Artificial Intelligence
AI Therapists Are Biased—And It’s Putting Lives at Risk
New research reveals how flawed algorithms worsen mental health disparities.
Posted April 14, 2025 Reviewed by Monica Vilhauer Ph.D.
Key points
- AI therapy systems trained on Western-centric data often misinterpret cultural expressions of distress.
- Gender-diverse users report chatbots dismissing their identities or pathologizing their experiences.
- A 2024 lawsuit highlights how an AI chatbot encouraged a teen’s suicidal ideation.
- Expanding training datasets to include diverse voices is critical to reducing bias.
Artificial Intelligence (AI) shows promise in revolutionizing mental healthcare, offering the potential for early detection of disorders, personalized treatments, and AI-driven virtual therapists (Olawade et al., 2024). AI can assist in identifying high-risk individuals, predicting mental illnesses, and personalizing care using electronic health records, brain imaging, and social media data (Torous et al., 2014). It may also streamline psychotherapy research by automating the coding of patient-provider interactions (Allen, 2022).
AI tools like chatbots offer instant mental health support, bridging gaps in access for rural or underserved communities (De Almeida & Da Silva, 2021). But as one user shared, “The AI told me my anxiety was ‘irrational’ when I described racial discrimination at work. It felt like talking to a brick wall.”
The integration of AI in mental health faces challenges, including ethical concerns about privacy, bias, and maintaining the human element in therapy (Olawade et al., 2024).
Why Biases Go Unchecked
Research indicates that AI systems, including those used in healthcare and natural language processing, often exhibit biases that reflect and perpetuate societal inequalities. These biases stem from datasets dominated by Western, predominantly male populations (Celi et al., 2022; Sutton et al., 2018). Explainable AI research has shown a cultural bias towards Western populations, overlooking potential differences in explanatory needs across cultures (Peters & Carman, 2024). Gender bias is particularly prevalent, with AI systems learning and reinforcing stereotypical gender concepts from biased data (Leavy, 2018). This bias is exacerbated by the underrepresentation of women in AI development (Leavy, 2018).
This leads to glaring gaps:
- Misdiagnosis: Asian patients reporting physical symptoms (e.g., headaches) are labeled “exaggerated” instead of being linked to stress.

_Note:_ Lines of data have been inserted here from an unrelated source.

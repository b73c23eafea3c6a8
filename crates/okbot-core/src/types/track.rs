//! Track type representing a single playable song.

use std::path::{Path, PathBuf};

use serde::{Deserialize, Serialize};

/// A resolved track: where it came from and where its audio lives locally.
///
/// Tracks are immutable once the resolver has produced them.
#[derive(Debug, Clone, Serialize, Deserialize, PartialEq, Eq, Hash)]
pub struct Track {
    /// `YouTube` video ID, used as the cache key.
    pub video_id: String,
    /// The URL the user asked for.
    pub locator: String,
    /// Local encoded audio file ready to stream.
    pub resource: PathBuf,
}

impl Track {
    pub fn new(
        video_id: impl Into<String>,
        locator: impl Into<String>,
        resource: impl Into<PathBuf>,
    ) -> Self {
        Self {
            video_id: video_id.into(),
            locator: locator.into(),
            resource: resource.into(),
        }
    }

    /// Get the local resource path.
    pub fn resource(&self) -> &Path {
        &self.resource
    }

    /// Canonical watch URL for the video.
    pub fn watch_url(&self) -> String {
        format!("https://www.youtube.com/watch?v={}", self.video_id)
    }
}
//! # okbot-cache
//!
//! Persisted index from `YouTube` video IDs to downloaded audio files.
//!
//! The index lets the resolver skip yt-dlp entirely for songs that were
//! already fetched, across restarts. It can also import the JSON song library
//! written by earlier versions of the bot.

use std::collections::HashMap;
use std::path::{Path, PathBuf};
use std::sync::Arc;

use chrono::{DateTime, Utc};
use directories::ProjectDirs;
use okbot_core::{Error, Result};
use parking_lot::Mutex;
use rusqlite::{Connection, OptionalExtension};
use serde::Deserialize;
use tracing::{debug, info, warn};

const DB_FILE: &str = "tracks.db";

/// A cached download.
#[derive(Debug, Clone, PartialEq, Eq)]
pub struct CachedTrack {
    pub video_id: String,
    pub locator: String,
    pub file_path: PathBuf,
    pub size_bytes: u64,
    pub cached_at: DateTime<Utc>,
}

/// `SQLite` index of downloaded tracks.
#[derive(Clone)]
pub struct TrackIndex {
    db: Arc<Mutex<Connection>>,
    location: Option<PathBuf>,
}

impl TrackIndex {
    /// Open the index in the default project cache directory.
    pub fn new() -> Result<Self> {
        let project_dirs = ProjectDirs::from("", "", "okbot")
            .ok_or_else(|| Error::Cache("Failed to determine cache directory".to_string()))?;

        Self::open(project_dirs.cache_dir())
    }

    /// Open (or create) the index inside `dir`.
    pub fn open(dir: impl AsRef<Path>) -> Result<Self> {
        let dir = dir.as_ref();
        std::fs::create_dir_all(dir)
            .map_err(|e| Error::Cache(format!("Failed to create cache directory: {e}")))?;

        let db_path = dir.join(DB_FILE);
        let db = Connection::open(&db_path)
            .map_err(|e| Error::Cache(format!("Failed to open database: {e}")))?;

        let index = Self::from_connection(db, Some(db_path))?;
        info!("Track index opened at {}", dir.display());
        Ok(index)
    }

    /// An index that lives only as long as the process.
    pub fn in_memory() -> Result<Self> {
        let db = Connection::open_in_memory()
            .map_err(|e| Error::Cache(format!("Failed to open database: {e}")))?;
        Self::from_connection(db, None)
    }

    fn from_connection(db: Connection, location: Option<PathBuf>) -> Result<Self> {
        db.execute_batch(
            "
            CREATE TABLE IF NOT EXISTS tracks (
                video_id TEXT PRIMARY KEY,
                locator TEXT NOT NULL,
                file_path TEXT NOT NULL,
                size_bytes INTEGER NOT NULL,
                cached_at TEXT NOT NULL,
                last_accessed TEXT NOT NULL
            );
            ",
        )
        .map_err(|e| Error::Cache(format!("Failed to initialize database: {e}")))?;

        Ok(Self {
            db: Arc::new(Mutex::new(db)),
            location,
        })
    }

    /// Path of the database file, if it is on disk.
    pub fn location(&self) -> Option<&Path> {
        self.location.as_deref()
    }

    /// Look up a cached download and bump its access time.
    pub fn get(&self, video_id: &str) -> Option<CachedTrack> {
        let db = self.db.lock();
        let row = db
            .query_row(
                "SELECT video_id, locator, file_path, size_bytes, cached_at FROM tracks WHERE video_id = ?",
                [video_id],
                |row| {
                    Ok((
                        row.get::<_, String>(0)?,
                        row.get::<_, String>(1)?,
                        row.get::<_, String>(2)?,
                        row.get::<_, i64>(3)?,
                        row.get::<_, String>(4)?,
                    ))
                },
            )
            .optional();

        let (video_id, locator, file_path, size_bytes, cached_at) = match row {
            Ok(Some(row)) => row,
            Ok(None) => return None,
            Err(e) => {
                warn!("Track index lookup failed: {e}");
                return None;
            }
        };

        if let Err(e) = db.execute(
            "UPDATE tracks SET last_accessed = ? WHERE video_id = ?",
            rusqlite::params![Utc::now().to_rfc3339(), video_id],
        ) {
            debug!("Failed to bump access time for {video_id}: {e}");
        }

        let cached_at = DateTime::parse_from_rfc3339(&cached_at)
            .map_or_else(|_| Utc::now(), |t| t.with_timezone(&Utc));

        Some(CachedTrack {
            video_id,
            locator,
            file_path: PathBuf::from(file_path),
            size_bytes: size_bytes as u64,
            cached_at,
        })
    }

    /// Record a finished download, replacing any previous entry.
    pub fn insert(&self, video_id: &str, locator: &str, file_path: &Path) -> Result<()> {
        let size_bytes = std::fs::metadata(file_path).map_or(0, |m| m.len());
        let now = Utc::now().to_rfc3339();

        let db = self.db.lock();
        db.execute(
            "INSERT OR REPLACE INTO tracks (video_id, locator, file_path, size_bytes, cached_at, last_accessed)
             VALUES (?, ?, ?, ?, ?, ?)",
            rusqlite::params![
                video_id,
                locator,
                file_path.to_string_lossy(),
                size_bytes as i64,
                now,
                now
            ],
        )
        .map_err(|e| Error::Cache(format!("Failed to store track: {e}")))?;

        debug!("Indexed {video_id} -> {}", file_path.display());
        Ok(())
    }

    /// Forget a cached download (the file itself is left alone).
    pub fn remove(&self, video_id: &str) -> Result<bool> {
        let db = self.db.lock();
        let removed = db
            .execute("DELETE FROM tracks WHERE video_id = ?", [video_id])
            .map_err(|e| Error::Cache(format!("Failed to remove track: {e}")))?;
        Ok(removed > 0)
    }

    /// Import a legacy `songs.json` library.
    ///
    /// Entries whose file is missing are skipped. Returns how many entries
    /// were added; entries already in the index are left untouched.
    pub fn import_legacy_library(&self, path: impl AsRef<Path>) -> Result<usize> {
        let path = path.as_ref();
        let raw = match std::fs::read(path) {
            Ok(raw) => raw,
            Err(e) if e.kind() == std::io::ErrorKind::NotFound => return Ok(0),
            Err(e) => return Err(e.into()),
        };
        let library: LegacyLibrary = serde_json::from_slice(&raw)?;
        let base = path.parent().unwrap_or_else(|| Path::new("."));

        let mut imported = 0;
        for (key, song) in library.songs {
            let video_id = if song.id.is_empty() { key } else { song.id };
            if self.contains(&video_id) {
                continue;
            }

            let file = base.join(&song.filename);
            if !file.exists() {
                debug!("Skipping legacy entry {video_id}: {} missing", file.display());
                continue;
            }

            let locator = format!("https://www.youtube.com/watch?v={video_id}");
            self.insert(&video_id, &locator, &file)?;
            imported += 1;
        }

        info!("Imported {imported} tracks from {}", path.display());
        Ok(imported)
    }

    fn contains(&self, video_id: &str) -> bool {
        let db = self.db.lock();
        db.query_row(
            "SELECT 1 FROM tracks WHERE video_id = ? LIMIT 1",
            [video_id],
            |_| Ok(()),
        )
        .is_ok()
    }

    /// Get index statistics.
    pub fn stats(&self) -> IndexStats {
        let db = self.db.lock();

        let track_count: i64 = db
            .query_row("SELECT COUNT(*) FROM tracks", [], |row| row.get(0))
            .unwrap_or(0);

        let total_size: i64 = db
            .query_row(
                "SELECT COALESCE(SUM(size_bytes), 0) FROM tracks",
                [],
                |row| row.get(0),
            )
            .unwrap_or(0);

        IndexStats {
            track_count: track_count as usize,
            total_size_bytes: total_size as u64,
        }
    }

    /// Clear the index.
    pub fn clear(&self) -> Result<()> {
        let db = self.db.lock();
        db.execute("DELETE FROM tracks", [])
            .map_err(|e| Error::Cache(format!("Failed to clear index: {e}")))?;

        info!("Track index cleared");
        Ok(())
    }
}

/// Index statistics.
#[derive(Debug, Clone, Copy, PartialEq, Eq)]
pub struct IndexStats {
    /// Number of indexed downloads.
    pub track_count: usize,
    /// Total size of indexed audio in bytes.
    pub total_size_bytes: u64,
}

impl IndexStats {
    /// Get the total size in megabytes.
    pub fn total_size_mb(&self) -> f64 {
        self.total_size_bytes as f64 / (1024.0 * 1024.0)
    }
}

#[derive(Debug, Deserialize)]
struct LegacyLibrary {
    #[serde(default)]
    songs: HashMap<String, LegacySong>,
}

#[derive(Debug, Deserialize)]
struct LegacySong {
    #[serde(default)]
    id: String,
    filename: String,
}

#[cfg(test)]
#[allow(clippy::unwrap_used)]
mod tests {
    use super::*;

    #[test]
    fn test_insert_and_get() {
        let dir = tempfile::tempdir().unwrap();
        let file = dir.path().join("abc.opus");
        std::fs::write(&file, b"OggS-fake").unwrap();

        let index = TrackIndex::in_memory().unwrap();
        assert!(index.get("abc").is_none());

        index.insert("abc", "https://youtu.be/abc", &file).unwrap();
        let cached = index.get("abc").unwrap();
        assert_eq!(cached.locator, "https://youtu.be/abc");
        assert_eq!(cached.file_path, file);
        assert_eq!(cached.size_bytes, 9);
    }

    #[test]
    fn test_index_survives_reopen() {
        let dir = tempfile::tempdir().unwrap();
        let file = dir.path().join("abc.opus");
        std::fs::write(&file, b"data").unwrap();

        {
            let index = TrackIndex::open(dir.path()).unwrap();
            index.insert("abc", "https://youtu.be/abc", &file).unwrap();
        }

        let reopened = TrackIndex::open(dir.path()).unwrap();
        assert_eq!(reopened.get("abc").unwrap().file_path, file);
        assert_eq!(reopened.stats().track_count, 1);
        assert!(reopened.location().is_some());
    }

    #[test]
    fn test_remove_and_clear() {
        let index = TrackIndex::in_memory().unwrap();
        index.insert("a", "https://youtu.be/a", Path::new("a.opus")).unwrap();
        index.insert("b", "https://youtu.be/b", Path::new("b.opus")).unwrap();

        assert!(index.remove("a").unwrap());
        assert!(!index.remove("a").unwrap());
        assert_eq!(index.stats().track_count, 1);

        index.clear().unwrap();
        assert_eq!(index.stats().track_count, 0);
    }

    #[test]
    fn test_import_legacy_library() {
        let dir = tempfile::tempdir().unwrap();
        std::fs::create_dir(dir.path().join("songs")).unwrap();
        std::fs::write(dir.path().join("songs/present.opus"), b"x").unwrap();

        let library = r#"{
            "songs": {
                "present": { "id": "present", "filename": "songs/present.opus" },
                "missing": { "id": "missing", "filename": "songs/missing.opus" }
            }
        }"#;
        let library_path = dir.path().join("songs.json");
        std::fs::write(&library_path, library).unwrap();

        let index = TrackIndex::in_memory().unwrap();
        assert_eq!(index.import_legacy_library(&library_path).unwrap(), 1);
        assert!(index.get("present").is_some());
        assert!(index.get("missing").is_none());

        // Second import adds nothing new.
        assert_eq!(index.import_legacy_library(&library_path).unwrap(), 0);
    }

    #[test]
    fn test_import_missing_library_is_noop() {
        let dir = tempfile::tempdir().unwrap();
        let index = TrackIndex::in_memory().unwrap();
        assert_eq!(
            index
                .import_legacy_library(dir.path().join("songs.json"))
                .unwrap(),
            0
        );
    }
}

- Erasure: Gender-diverse users have been told their identities are “delusions” by chatbots lacking cultural competence.
- Resource Denial: Low-income patients often receive generic advice instead of referrals to specialists.
To address these issues, researchers suggest increasing diversity in AI development teams, incorporating gender theory into machine learning approaches, and improving data collection from underrepresented populations (Leavy, 2018; Celi et al., 2022). Additionally, techniques such as projection methods have been proposed to reduce embedding bias (Sutton et al., 2018).
Real-World Harm
There are concerns about AI potentially reinforcing negative thoughts in vulnerable individuals (Patel & Hussain, 2024) and the risk of oversimplifying human complexity through overreliance on AI inferences (Richards, 2024).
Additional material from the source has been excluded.